Abstract
Facial expressions of emotion in humans are believed to be produced by contracting one's facial muscles, generally called action units. Yet, the surface of the face is also innervated with a large network of blood vessels. Blood flow variations in these vessels yield visible color changes on the face. Here, we study the hypothesis that these visible facial colors allow observers to successfully transmit and visually interpret emotion even in the absence of facial muscle activation. To study this hypothesis, we address the following questions. Are observable facial colors consistent within and differential between emotion categories? Are observable facial colors consistent within and differential between positive and negative emotions (valence)? And, does the human visual system use these facial colors to decode emotion categories and valence from faces? These questions have, to the authors knowledge, never been assessed, yet suggest the existence of an important, unexplored mechanism of the production of facial expressions of emotion by a sender and their visual interpretation by an observer.

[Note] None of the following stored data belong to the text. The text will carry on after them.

//! The cache decision engine shared by every grant.
//!
//! All grants answer the same question — serve from the store, refresh, or
//! fetch fresh — before anything grant-specific happens. The decision is a
//! pure function so the full truth table stays testable without a server.

mod authorization_code;
mod client_credentials;
mod password;

use crate::authorize::AuthorizationDriver;
use crate::config::{GrantType, OAuthRequestConfig};
use crate::debug::DebugInfo;
use crate::endpoint::GrantRequest;
use crate::error::{Error, Result};
use crate::mint::{acquisition, TokenAcquisition, TokenMint};
use crate::refresh::refresh_credentials;
use crate::store::StoreKey;
use crate::token::{is_expired, TokenBundle};

/// What to do with the cached credential state.
#[derive(Debug, Clone, Copy, PartialEq, Eq)]
pub(crate) enum CacheDecision {
    /// The stored bundle is usable as-is.
    CacheHit,
    /// Expired, but a refresh token and `auto_refresh_token` are available.
    RefreshAttempt,
    /// Nothing usable; a fresh acquisition is allowed.
    FreshFetch,
    /// Expired and neither refresh nor fetch is allowed: hand it back as-is.
    ReturnExpired,
    /// Empty store and fetching is not allowed.
    ReturnNone,
}

/// The decision tree over the cached state and the caller's auto flags.
pub(crate) fn decide(
    stored_present: bool,
    expired: bool,
    has_refresh_token: bool,
    auto_refresh: bool,
    auto_fetch: bool,
) -> CacheDecision {
    if !stored_present {
        return if auto_fetch {
            CacheDecision::FreshFetch
        } else {
            CacheDecision::ReturnNone
        };
    }
    if !expired {
        return CacheDecision::CacheHit;
    }
    if auto_refresh && has_refresh_token {
        return CacheDecision::RefreshAttempt;
    }
    if auto_fetch {
        CacheDecision::FreshFetch
    } else {
        CacheDecision::ReturnExpired
    }
}

impl<D: AuthorizationDriver> TokenMint<D> {
    /// The orchestration every grant shares: consult the store (unless
    /// `force_fetch` bypasses it), attempt a refresh where the decision tree
    /// allows one, and otherwise run the grant's fresh acquisition.
    pub(crate) async fn acquire(
        &self,
        config: &OAuthRequestConfig,
        collection_uid: &str,
        force_fetch: bool,
        grant: GrantType,
    ) -> Result<TokenAcquisition> {
        config.validate(grant)?;
        let key = StoreKey::for_request(config, collection_uid);
        let mut debug = DebugInfo::new();

        if !force_fetch {
            let stored = self.store.get(&key);
            let has_refresh_token = stored
                .as_ref()
                .and_then(|b| b.refresh_token.as_deref())
                .map_or(false, |t| !t.is_empty());
            let decision = decide(
                stored.is_some(),
                is_expired(stored.as_ref()),
                has_refresh_token,
                config.auto_refresh_token,
                config.auto_fetch_token,
            );
            tracing::debug!(?decision, grant = grant.as_str(), "Resolved cached credential state");
            match decision {
                CacheDecision::CacheHit | CacheDecision::ReturnExpired => {
                    return Ok(acquisition(config, collection_uid, stored, debug));
                }
                CacheDecision::ReturnNone => {
                    return Ok(acquisition(config, collection_uid, None, debug));
                }
                CacheDecision::RefreshAttempt => {
                    let refreshed =
                        refresh_credentials(&self.endpoint, &self.store, config, collection_uid)
                            .await;
                    debug.extend(refreshed.debug);
                    if refreshed.credentials.is_some() {
                        return Ok(acquisition(
                            config,
                            collection_uid,
                            refreshed.credentials,
                            debug,
                        ));
                    }
                    if !config.auto_fetch_token {
                        // Refresh failed and fetching is off: the store is
                        // already cleared, hand back the expired bundle.
                        return Ok(acquisition(config, collection_uid, stored, debug));
                    }
                }
                CacheDecision::FreshFetch => {
                    if stored.is_some() {
                        self.store.clear(&key)?;
                    }
                }
            }
        }

        let fresh = match grant {
            GrantType::AuthorizationCode => {
                self.fresh_authorization_code(config, collection_uid, &key).await
            }
            GrantType::ClientCredentials => self.fresh_client_credentials(config, &key).await,
            GrantType::Password => self.fresh_password(config, &key).await,
        };
        match fresh {
            Ok((bundle, fetch_debug)) => {
                debug.extend(fetch_debug);
                Ok(acquisition(config, collection_uid, Some(bundle), debug))
            }
            Err(Error::TokenEndpoint {
                body,
                debug: fetch_debug,
            }) => {
                debug.extend(fetch_debug);
                Err(Error::TokenEndpoint { body, debug })
            }
            Err(e) => Err(e),
        }
    }

    /// Run one exchange against the access-token endpoint and persist the
    /// result. Rejects with the response body when the server refuses or the
    /// body carries no usable token; nothing is persisted on that path.
    pub(crate) async fn exchange_and_store(
        &self,
        config: &OAuthRequestConfig,
        request: &GrantRequest<'_>,
        key: &StoreKey,
        mut debug: DebugInfo,
    ) -> Result<(TokenBundle, DebugInfo)> {
        let result = self
            .endpoint
            .request_token(&config.access_token_url, request, &mut debug)
            .await;
        let outcome = match result {
            Ok(outcome) => outcome,
            Err(e) => return Err(with_debug(e, debug)),
        };
        if !outcome.status.is_success() {
            return Err(Error::TokenEndpoint {
                body: outcome.raw_body,
                debug,
            });
        }
        let Some(bundle) = outcome
            .bundle
            .filter(|b| b.has_access_token() && !b.has_error())
        else {
            return Err(Error::TokenEndpoint {
                body: outcome.raw_body,
                debug,
            });
        };
        let stored = match self.store.put(key, bundle.clone())? {
            Some(stored) => stored,
            None => bundle,
        };
        Ok((stored, debug))
    }
}

fn with_debug(e: Error, debug: DebugInfo) -> Error {
    match e {
        Error::TokenEndpoint { body, .. } => Error::TokenEndpoint { body, debug },
        other => other,
    }
}

#[cfg(test)]
mod tests {
    use pretty_assertions::assert_eq;

    use super::CacheDecision::{CacheHit, FreshFetch, RefreshAttempt, ReturnExpired, ReturnNone};
    use super::*;

    #[test]
    fn empty_store_fetches_only_when_allowed() {
        assert_eq!(decide(false, true, false, true, true), FreshFetch);
        assert_eq!(decide(false, true, false, true, false), ReturnNone);
        assert_eq!(decide(false, true, false, false, false), ReturnNone);
    }

    #[test]
    fn live_bundle_always_wins() {
        for auto_refresh in [false, true] {
            for auto_fetch in [false, true] {
                for has_refresh in [false, true] {
                    assert_eq!(
                        decide(true, false, has_refresh, auto_refresh, auto_fetch),
                        CacheHit
                    );
                }
            }
        }
    }

    #[test]
    fn expired_with_refresh_token_refreshes_when_enabled() {
        assert_eq!(decide(true, true, true, true, true), RefreshAttempt);
        assert_eq!(decide(true, true, true, true, false), RefreshAttempt);
    }

    #[test]
    fn expired_without_refresh_token_falls_back_to_fetching() {
        assert_eq!(decide(true, true, false, true, true), FreshFetch);
        assert_eq!(decide(true, true, false, true, false), ReturnExpired);
    }

    #[test]
    fn expired_with_refresh_disabled_ignores_the_refresh_token() {
        assert_eq!(decide(true, true, true, false, true), FreshFetch);
        assert_eq!(decide(true, true, true, false, false), ReturnExpired);
    }
}
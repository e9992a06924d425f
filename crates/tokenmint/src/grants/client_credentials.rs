//! Client credentials grant.

use crate::authorize::AuthorizationDriver;
use crate::config::OAuthRequestConfig;
use crate::debug::DebugInfo;
use crate::endpoint::GrantRequest;
use crate::error::Result;
use crate::mint::TokenMint;
use crate::store::StoreKey;
use crate::token::TokenBundle;

impl<D: AuthorizationDriver> TokenMint<D> {
    pub(crate) async fn fresh_client_credentials(
        &self,
        config: &OAuthRequestConfig,
        key: &StoreKey,
    ) -> Result<(TokenBundle, DebugInfo)> {
        let request = GrantRequest::ClientCredentials { config };
        self.exchange_and_store(config, &request, key, DebugInfo::new())
            .await
    }
}
#![warn(
    missing_debug_implementations,
    rust_2018_idioms,
    unreachable_pub,
    clippy::pedantic
)]
#![forbid(unsafe_code)]

//! # OAuth2 Token Acquisition & Lifecycle
//!
//! This crate obtains, caches, refreshes and serves OAuth2 access tokens for
//! outbound API requests. Features include:
//!
//! * Authorization code grant with RFC 7636 PKCE, driven through a pluggable
//!   browser surface
//! * Client credentials and resource owner password grants
//! * A persistent credential store keyed by (collection, token endpoint,
//!   credentials id), written atomically and surviving restarts
//! * Refresh-on-expiry with a configurable fall-through to a fresh fetch
//! * A structured debug trace of every token-endpoint exchange, including
//!   transport failures, for UI inspection
//! * Safe defaults - does not follow redirects and hides secrets in Debug
//!
//! # Example
//!
//! ```no_run
//! use std::sync::Arc;
//!
//! use tokenmint::{CredentialStore, GrantType, OAuthRequestConfig, TokenMint};
//!
//! #[tokio::main]
//! async fn main() {
//!     let config = OAuthRequestConfig::builder()
//!         .grant_type(GrantType::ClientCredentials)
//!         .access_token_url("https://identity.example.com/oauth2/token".parse().unwrap())
//!         .client_id("my-client-id")
//!         .client_secret("my-client-secret")
//!         .scope("my-scope")
//!         .build();
//!
//!     // One mint serves any number of collections and endpoints.
//!     let mint = TokenMint::builder()
//!         .set_store(Arc::new(CredentialStore::open_default().unwrap()))
//!         .build()
//!         .unwrap();
//!
//!     // Served from the store when fresh; fetched, refreshed or re-acquired
//!     // when not.
//!     let acquisition = mint
//!         .token_with_client_credentials(&config, "my-collection", false)
//!         .await
//!         .unwrap();
//!
//!     let credentials = acquisition.credentials.unwrap();
//!     let _header = credentials.authorization_header().unwrap();
//! }
//! ```
//!
//! # Feature Flags
//!
//! - **all**: Includes `rustls-tls`, `loopback-driver`, and `runtime-tokio`.
//! - **default**: Same as `all`.
//! - **rustls-tls**: Enables `reqwest/rustls-tls` and `reqwest/rustls-tls-native-roots`.
//! - **loopback-driver**: Ships [`LoopbackDriver`], which opens the system
//!   browser and intercepts the redirect on a loopback listener.
//! - **runtime-tokio**: Enables the `tokio` runtime (currently the only
//!   supported async runtime), required by the loopback driver.
//!

mod authorize;
mod config;
mod debug;
mod endpoint;
pub mod error;
mod grants;
mod mint;
pub mod pkce;
mod refresh;
mod session;
mod store;
mod token;

#[cfg(feature = "loopback-driver")]
pub use authorize::LoopbackDriver;
pub use authorize::{AuthorizationDriver, AuthorizationGrant, AuthorizationRequest};
pub use config::{CredentialsPlacement, GrantType, OAuthRequestConfig};
pub use debug::{DebugExchange, DebugInfo, ExchangeRequest, ExchangeResponse};
pub use error::{Error, Result};
pub use mint::{TokenAcquisition, TokenMint, TokenMintBuilder};
pub use pkce::PkcePair;
pub use session::SessionManager;
pub use store::{CredentialStore, StoreKey};
pub use token::{is_expired, TokenBundle};
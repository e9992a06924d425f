//! The refresh engine: trade a stored refresh token for a new bundle.
//!
//! Failures here are terminal for the stored credentials but never for the
//! caller: the store is cleared and the orchestrator decides whether to fall
//! through to a fresh acquisition or hand back the expired bundle.

use crate::config::OAuthRequestConfig;
use crate::debug::DebugInfo;
use crate::endpoint::{GrantRequest, TokenEndpointClient};
use crate::store::{CredentialStore, StoreKey};
use crate::token::{now_ms, TokenBundle};

pub(crate) struct RefreshOutcome {
    pub(crate) credentials: Option<TokenBundle>,
    pub(crate) debug: DebugInfo,
}

/// Run one refresh-token exchange against `refresh_token_url` (falling back
/// to the access-token endpoint). Any failure clears the stored bundle.
#[tracing::instrument(skip_all, fields(collection_uid))]
pub(crate) async fn refresh_credentials(
    endpoint: &TokenEndpointClient,
    store: &CredentialStore,
    config: &OAuthRequestConfig,
    collection_uid: &str,
) -> RefreshOutcome {
    let key = StoreKey::for_request(config, collection_uid);
    let mut debug = DebugInfo::new();

    let refresh_token = store
        .get(&key)
        .and_then(|stored| stored.refresh_token)
        .filter(|token| !token.is_empty());
    let Some(refresh_token) = refresh_token else {
        tracing::debug!("No refresh token stored; clearing credentials");
        clear_quietly(store, &key);
        return RefreshOutcome {
            credentials: None,
            debug,
        };
    };

    let url = config.refresh_url().clone();
    let grant = GrantRequest::RefreshToken {
        config,
        refresh_token: &refresh_token,
    };
    let outcome = match endpoint.request_token(&url, &grant, &mut debug).await {
        Ok(outcome) => outcome,
        Err(e) => {
            tracing::warn!("Refresh exchange failed in transport: {e}");
            clear_quietly(store, &key);
            return RefreshOutcome {
                credentials: None,
                debug,
            };
        }
    };

    let bundle = outcome
        .bundle
        .filter(|b| b.has_access_token() && !b.has_error())
        .filter(|_| outcome.status.is_success());
    let Some(mut bundle) = bundle else {
        tracing::warn!(
            status = outcome.status.as_u16(),
            "Refresh rejected by the server; clearing credentials"
        );
        clear_quietly(store, &key);
        return RefreshOutcome {
            credentials: None,
            debug,
        };
    };

    // Servers are not required to rotate the refresh token; keep the old one
    // when the response omits it.
    if bundle.refresh_token.is_none() {
        bundle.refresh_token = Some(refresh_token);
    }

    // A persistence failure does not fail the refresh: outcomes here never
    // carry errors, and the exchanged bundle is still valid for this
    // invocation. A fresh acquisition in the same situation fails instead,
    // since its caller was promised a durable credential.
    let credentials = match store.put(&key, bundle.clone()) {
        Ok(Some(stored)) => Some(stored),
        Ok(None) => None,
        Err(e) => {
            tracing::warn!("Refreshed token could not be persisted: {e}");
            bundle.created_at = Some(now_ms());
            Some(bundle)
        }
    };
    RefreshOutcome { credentials, debug }
}

fn clear_quietly(store: &CredentialStore, key: &StoreKey) {
    if let Err(e) = store.clear(key) {
        tracing::warn!("Failed to clear credentials after refresh failure: {e}");
    }
}

#[cfg(test)]
mod tests {
    use pretty_assertions::assert_eq;
    use tracing_test::traced_test;

    use super::*;
    use crate::config::GrantType;
    use crate::token::testing::timed_bundle;

    fn config(token_url: &str) -> OAuthRequestConfig {
        OAuthRequestConfig::builder()
            .grant_type(GrantType::ClientCredentials)
            .access_token_url(token_url.parse().unwrap())
            .client_id("u")
            .build()
    }

    fn expired_with_refresh(refresh_token: &str) -> TokenBundle {
        let mut bundle = timed_bundle("old", 60, now_ms() - 120_000);
        bundle.refresh_token = Some(refresh_token.to_string());
        bundle
    }

    #[tokio::test]
    #[traced_test]
    async fn missing_refresh_token_clears_and_skips_the_network() {
        let mut server = mockito::Server::new_async().await;
        let mock = server.mock("POST", "/token").expect(0).create_async().await;

        let config = config(&format!("{}/token", server.url()));
        let store = CredentialStore::in_memory();
        let key = StoreKey::for_request(&config, "col");
        store.seed(&key, timed_bundle("old", 60, now_ms() - 120_000));

        let endpoint = TokenEndpointClient::new(reqwest::Client::new());
        let outcome = refresh_credentials(&endpoint, &store, &config, "col").await;

        mock.assert_async().await;
        assert_eq!(outcome.credentials, None);
        assert!(outcome.debug.is_empty());
        assert_eq!(store.get(&key), None);
    }

    #[tokio::test]
    #[traced_test]
    async fn successful_refresh_replaces_the_stored_bundle() {
        let mut server = mockito::Server::new_async().await;
        let mock = server
            .mock("POST", "/token")
            .match_body(mockito::Matcher::Exact(
                "grant_type=refresh_token&client_id=u&refresh_token=R".to_string(),
            ))
            .with_status(200)
            .with_body(r#"{"access_token":"new","refresh_token":"R2","expires_in":3600}"#)
            .create_async()
            .await;

        let config = config(&format!("{}/token", server.url()));
        let store = CredentialStore::in_memory();
        let key = StoreKey::for_request(&config, "col");
        store.seed(&key, expired_with_refresh("R"));

        let endpoint = TokenEndpointClient::new(reqwest::Client::new());
        let outcome = refresh_credentials(&endpoint, &store, &config, "col").await;

        mock.assert_async().await;
        let credentials = outcome.credentials.unwrap();
        assert_eq!(credentials.access_token.as_deref(), Some("new"));
        assert_eq!(credentials.refresh_token.as_deref(), Some("R2"));
        assert!(credentials.created_at.is_some());

        let stored = store.get(&key).unwrap();
        assert_eq!(stored.access_token.as_deref(), Some("new"));
        assert_eq!(stored.refresh_token.as_deref(), Some("R2"));
        assert_eq!(outcome.debug.len(), 1);
    }

    #[tokio::test]
    #[traced_test]
    async fn refresh_token_is_preserved_when_the_response_omits_it() {
        let mut server = mockito::Server::new_async().await;
        server
            .mock("POST", "/token")
            .with_status(200)
            .with_body(r#"{"access_token":"new","expires_in":3600}"#)
            .create_async()
            .await;

        let config = config(&format!("{}/token", server.url()));
        let store = CredentialStore::in_memory();
        let key = StoreKey::for_request(&config, "col");
        store.seed(&key, expired_with_refresh("R"));

        let endpoint = TokenEndpointClient::new(reqwest::Client::new());
        let outcome = refresh_credentials(&endpoint, &store, &config, "col").await;

        assert_eq!(
            outcome.credentials.unwrap().refresh_token.as_deref(),
            Some("R")
        );
        assert_eq!(store.get(&key).unwrap().refresh_token.as_deref(), Some("R"));
    }

    #[tokio::test]
    #[traced_test]
    async fn error_response_clears_the_store_without_propagating() {
        let mut server = mockito::Server::new_async().await;
        server
            .mock("POST", "/token")
            .with_status(400)
            .with_body(r#"{"error":"invalid_grant"}"#)
            .create_async()
            .await;

        let config = config(&format!("{}/token", server.url()));
        let store = CredentialStore::in_memory();
        let key = StoreKey::for_request(&config, "col");
        store.seed(&key, expired_with_refresh("R"));

        let endpoint = TokenEndpointClient::new(reqwest::Client::new());
        let outcome = refresh_credentials(&endpoint, &store, &config, "col").await;

        assert_eq!(outcome.credentials, None);
        assert_eq!(store.get(&key), None);
        assert_eq!(outcome.debug.len(), 1);
    }

    #[tokio::test]
    #[traced_test]
    async fn transport_failure_clears_the_store() {
        let config = config("http://127.0.0.1:1/token");
        let store = CredentialStore::in_memory();
        let key = StoreKey::for_request(&config, "col");
        store.seed(&key, expired_with_refresh("R"));

        let endpoint = TokenEndpointClient::new(reqwest::Client::new());
        let outcome = refresh_credentials(&endpoint, &store, &config, "col").await;

        assert_eq!(outcome.credentials, None);
        assert_eq!(store.get(&key), None);
        assert_eq!(outcome.debug.len(), 1);
        assert_eq!(outcome.debug.data[0].response.as_ref().unwrap().status, "-");
    }

    #[tokio::test]
    #[traced_test]
    async fn refreshed_bundle_is_served_even_when_persistence_fails() {
        let mut server = mockito::Server::new_async().await;
        server
            .mock("POST", "/token")
            .with_status(200)
            .with_body(r#"{"access_token":"new","refresh_token":"R2","expires_in":3600}"#)
            .create_async()
            .await;

        let dir = tempfile::tempdir().unwrap();
        let store_dir = dir.path().join("store");
        let store = CredentialStore::open(store_dir.join("credentials.json")).unwrap();

        let config = config(&format!("{}/token", server.url()));
        let key = StoreKey::for_request(&config, "col");
        store.seed(&key, expired_with_refresh("R"));

        // Replace the store directory with a file so the flush cannot write.
        std::fs::remove_dir_all(&store_dir).unwrap();
        std::fs::write(&store_dir, b"").unwrap();

        let endpoint = TokenEndpointClient::new(reqwest::Client::new());
        let outcome = refresh_credentials(&endpoint, &store, &config, "col").await;

        // The exchange succeeded; the bundle is served despite the store.
        let credentials = outcome.credentials.unwrap();
        assert_eq!(credentials.access_token.as_deref(), Some("new"));
        assert_eq!(credentials.refresh_token.as_deref(), Some("R2"));
        assert!(credentials.created_at.is_some());
        assert_eq!(outcome.debug.len(), 1);
    }

    #[tokio::test]
    #[traced_test]
    async fn refresh_exchanges_go_to_the_refresh_url() {
        let mut server = mockito::Server::new_async().await;
        let refresh_mock = server
            .mock("POST", "/refresh")
            .with_status(200)
            .with_body(r#"{"access_token":"new"}"#)
            .create_async()
            .await;
        let token_mock = server.mock("POST", "/token").expect(0).create_async().await;

        let mut config = config(&format!("{}/token", server.url()));
        config.refresh_token_url = Some(format!("{}/refresh", server.url()).parse().unwrap());

        let store = CredentialStore::in_memory();
        // Keyed by the access-token endpoint even when refreshing elsewhere.
        let key = StoreKey::for_request(&config, "col");
        store.seed(&key, expired_with_refresh("R"));

        let endpoint = TokenEndpointClient::new(reqwest::Client::new());
        let outcome = refresh_credentials(&endpoint, &store, &config, "col").await;

        refresh_mock.assert_async().await;
        token_mock.assert_async().await;
        assert_eq!(
            outcome.credentials.unwrap().access_token.as_deref(),
            Some("new")
        );
    }
}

The results of our studies provide the first evidence in favor of our hypothesis. Specifically, we use a machine learning algorithm to identify the most descriptive color features associated with each emotion category. This allows us to change the color of neutral face images (i.e., faces without any facial muscle movement) to match the color of specific emotions. Showing these images to human subjects demonstrates that people perceive the correct emotion category (and valence) on the face even in the absence of any muscle movement. We also demonstrate that this color signal is independent from that provided by facial muscle movements. These results support a revised model of the perception of facial expressions of emotion where facial color is an effective mechanism to visually transmit and decode emotion.
Meeting abstract presented at VSS 2018